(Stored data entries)
************
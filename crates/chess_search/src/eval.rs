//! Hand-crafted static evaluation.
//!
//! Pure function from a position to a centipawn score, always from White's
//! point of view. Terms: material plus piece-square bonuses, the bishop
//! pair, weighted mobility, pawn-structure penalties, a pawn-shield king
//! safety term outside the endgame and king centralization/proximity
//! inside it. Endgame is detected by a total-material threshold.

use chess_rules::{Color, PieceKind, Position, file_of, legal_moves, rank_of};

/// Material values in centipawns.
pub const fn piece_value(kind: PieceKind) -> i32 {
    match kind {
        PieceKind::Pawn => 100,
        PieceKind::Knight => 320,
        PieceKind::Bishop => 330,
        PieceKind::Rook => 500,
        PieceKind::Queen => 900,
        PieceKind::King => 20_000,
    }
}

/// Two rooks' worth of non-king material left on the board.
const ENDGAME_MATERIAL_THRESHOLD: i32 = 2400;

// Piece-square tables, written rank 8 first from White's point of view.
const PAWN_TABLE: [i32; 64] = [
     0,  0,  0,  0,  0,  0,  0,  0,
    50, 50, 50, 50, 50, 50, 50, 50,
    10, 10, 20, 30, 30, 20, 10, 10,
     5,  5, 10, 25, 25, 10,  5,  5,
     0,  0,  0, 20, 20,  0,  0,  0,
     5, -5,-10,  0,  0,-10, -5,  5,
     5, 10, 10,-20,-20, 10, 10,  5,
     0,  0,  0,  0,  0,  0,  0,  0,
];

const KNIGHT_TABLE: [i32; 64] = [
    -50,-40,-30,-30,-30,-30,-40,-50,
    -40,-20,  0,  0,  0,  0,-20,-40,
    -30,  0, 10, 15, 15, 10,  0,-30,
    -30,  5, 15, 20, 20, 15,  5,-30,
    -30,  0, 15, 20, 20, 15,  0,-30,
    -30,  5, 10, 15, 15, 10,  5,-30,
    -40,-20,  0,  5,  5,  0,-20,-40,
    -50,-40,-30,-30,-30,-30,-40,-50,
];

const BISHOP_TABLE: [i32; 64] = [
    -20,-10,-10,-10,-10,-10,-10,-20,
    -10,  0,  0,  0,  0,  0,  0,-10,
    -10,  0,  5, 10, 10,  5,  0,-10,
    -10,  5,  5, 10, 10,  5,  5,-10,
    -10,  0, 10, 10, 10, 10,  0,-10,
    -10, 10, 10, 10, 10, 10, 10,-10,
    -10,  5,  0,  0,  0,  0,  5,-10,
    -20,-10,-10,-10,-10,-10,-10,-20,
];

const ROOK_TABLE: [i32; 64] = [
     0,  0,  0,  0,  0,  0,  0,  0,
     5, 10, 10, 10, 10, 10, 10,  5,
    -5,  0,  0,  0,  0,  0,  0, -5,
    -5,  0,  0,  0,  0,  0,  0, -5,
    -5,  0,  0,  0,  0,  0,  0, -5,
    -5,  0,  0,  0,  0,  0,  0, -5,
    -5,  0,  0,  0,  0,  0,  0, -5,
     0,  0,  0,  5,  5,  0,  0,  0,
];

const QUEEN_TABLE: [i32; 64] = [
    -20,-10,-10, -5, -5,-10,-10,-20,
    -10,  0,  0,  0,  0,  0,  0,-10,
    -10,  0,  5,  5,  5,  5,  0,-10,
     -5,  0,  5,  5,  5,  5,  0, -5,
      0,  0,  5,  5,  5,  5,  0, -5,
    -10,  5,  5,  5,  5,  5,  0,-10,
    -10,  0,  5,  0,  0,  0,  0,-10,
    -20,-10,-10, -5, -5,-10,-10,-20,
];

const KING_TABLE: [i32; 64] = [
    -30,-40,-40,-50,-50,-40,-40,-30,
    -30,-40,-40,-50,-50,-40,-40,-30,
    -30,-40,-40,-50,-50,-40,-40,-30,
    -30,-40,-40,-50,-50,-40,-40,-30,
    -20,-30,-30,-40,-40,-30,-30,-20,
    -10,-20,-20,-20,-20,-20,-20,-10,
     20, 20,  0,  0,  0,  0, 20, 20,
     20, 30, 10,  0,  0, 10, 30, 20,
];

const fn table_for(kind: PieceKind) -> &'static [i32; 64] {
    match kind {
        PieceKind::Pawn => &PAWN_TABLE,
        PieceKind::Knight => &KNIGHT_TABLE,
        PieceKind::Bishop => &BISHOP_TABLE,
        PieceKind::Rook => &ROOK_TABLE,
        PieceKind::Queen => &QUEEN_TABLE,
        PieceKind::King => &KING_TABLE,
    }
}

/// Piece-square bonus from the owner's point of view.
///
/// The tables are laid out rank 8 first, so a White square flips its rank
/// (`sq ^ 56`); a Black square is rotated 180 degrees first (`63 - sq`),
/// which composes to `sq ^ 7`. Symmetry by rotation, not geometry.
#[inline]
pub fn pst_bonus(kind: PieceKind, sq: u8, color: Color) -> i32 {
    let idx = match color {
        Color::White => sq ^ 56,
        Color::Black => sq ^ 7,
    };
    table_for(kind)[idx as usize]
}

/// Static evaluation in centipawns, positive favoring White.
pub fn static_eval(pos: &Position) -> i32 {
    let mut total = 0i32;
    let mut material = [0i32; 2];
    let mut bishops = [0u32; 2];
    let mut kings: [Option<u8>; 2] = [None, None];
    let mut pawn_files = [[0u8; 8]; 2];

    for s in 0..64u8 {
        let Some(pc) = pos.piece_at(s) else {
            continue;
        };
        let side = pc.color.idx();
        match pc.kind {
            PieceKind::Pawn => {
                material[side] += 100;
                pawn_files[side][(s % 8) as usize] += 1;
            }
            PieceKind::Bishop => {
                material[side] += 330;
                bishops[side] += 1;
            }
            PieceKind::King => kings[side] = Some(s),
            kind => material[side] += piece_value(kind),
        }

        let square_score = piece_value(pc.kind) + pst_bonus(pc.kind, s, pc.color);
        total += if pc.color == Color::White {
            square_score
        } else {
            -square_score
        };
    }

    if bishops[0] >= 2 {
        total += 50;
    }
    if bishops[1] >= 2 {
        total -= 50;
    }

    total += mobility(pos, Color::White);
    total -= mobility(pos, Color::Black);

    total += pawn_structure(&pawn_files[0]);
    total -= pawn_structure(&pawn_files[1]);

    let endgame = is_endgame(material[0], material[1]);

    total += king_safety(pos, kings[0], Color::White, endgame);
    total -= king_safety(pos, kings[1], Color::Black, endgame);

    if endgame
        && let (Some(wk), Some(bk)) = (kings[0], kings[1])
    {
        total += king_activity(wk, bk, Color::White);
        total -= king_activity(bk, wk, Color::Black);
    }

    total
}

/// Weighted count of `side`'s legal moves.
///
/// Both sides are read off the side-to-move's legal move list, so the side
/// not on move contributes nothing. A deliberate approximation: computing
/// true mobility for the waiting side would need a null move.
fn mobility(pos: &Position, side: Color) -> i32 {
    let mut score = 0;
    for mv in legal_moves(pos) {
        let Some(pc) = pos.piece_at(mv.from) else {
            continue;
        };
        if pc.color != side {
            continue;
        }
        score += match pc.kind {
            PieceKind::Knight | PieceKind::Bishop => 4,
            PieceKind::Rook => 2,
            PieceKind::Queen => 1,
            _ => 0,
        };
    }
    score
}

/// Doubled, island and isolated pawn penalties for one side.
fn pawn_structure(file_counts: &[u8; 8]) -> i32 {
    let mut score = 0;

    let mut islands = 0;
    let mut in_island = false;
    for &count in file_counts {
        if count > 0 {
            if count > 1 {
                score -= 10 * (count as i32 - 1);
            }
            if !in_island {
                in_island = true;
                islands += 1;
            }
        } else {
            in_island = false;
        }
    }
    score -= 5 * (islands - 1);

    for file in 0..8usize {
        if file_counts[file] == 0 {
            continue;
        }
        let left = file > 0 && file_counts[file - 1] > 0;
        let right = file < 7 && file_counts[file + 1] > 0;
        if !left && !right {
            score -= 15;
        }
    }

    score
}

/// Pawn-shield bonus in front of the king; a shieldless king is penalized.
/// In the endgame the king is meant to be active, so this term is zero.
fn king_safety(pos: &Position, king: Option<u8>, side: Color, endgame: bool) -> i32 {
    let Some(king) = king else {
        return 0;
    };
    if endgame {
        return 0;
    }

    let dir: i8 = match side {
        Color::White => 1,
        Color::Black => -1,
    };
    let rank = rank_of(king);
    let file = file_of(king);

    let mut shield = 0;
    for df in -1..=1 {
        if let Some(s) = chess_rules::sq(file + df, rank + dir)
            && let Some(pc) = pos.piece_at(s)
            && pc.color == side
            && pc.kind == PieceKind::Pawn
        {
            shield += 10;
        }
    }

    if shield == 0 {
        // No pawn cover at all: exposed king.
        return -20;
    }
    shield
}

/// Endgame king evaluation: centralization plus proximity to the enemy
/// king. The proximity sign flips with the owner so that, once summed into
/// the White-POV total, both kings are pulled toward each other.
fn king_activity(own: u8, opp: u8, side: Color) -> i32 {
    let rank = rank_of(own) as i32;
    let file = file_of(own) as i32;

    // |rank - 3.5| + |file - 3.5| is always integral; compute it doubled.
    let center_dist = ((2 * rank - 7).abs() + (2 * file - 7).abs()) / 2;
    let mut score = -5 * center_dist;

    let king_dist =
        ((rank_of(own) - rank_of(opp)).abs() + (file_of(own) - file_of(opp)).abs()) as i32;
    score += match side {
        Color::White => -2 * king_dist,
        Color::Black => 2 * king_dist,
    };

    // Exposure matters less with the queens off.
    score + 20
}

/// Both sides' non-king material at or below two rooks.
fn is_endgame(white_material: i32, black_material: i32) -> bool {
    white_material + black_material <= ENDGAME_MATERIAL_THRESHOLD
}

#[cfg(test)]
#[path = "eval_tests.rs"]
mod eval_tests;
************
If a line in the records holds the string "plus", copy it.

//! point of view. Terms: material plus piece-square bonuses, the bishop
/// Endgame king evaluation: centralization plus proximity to the enemy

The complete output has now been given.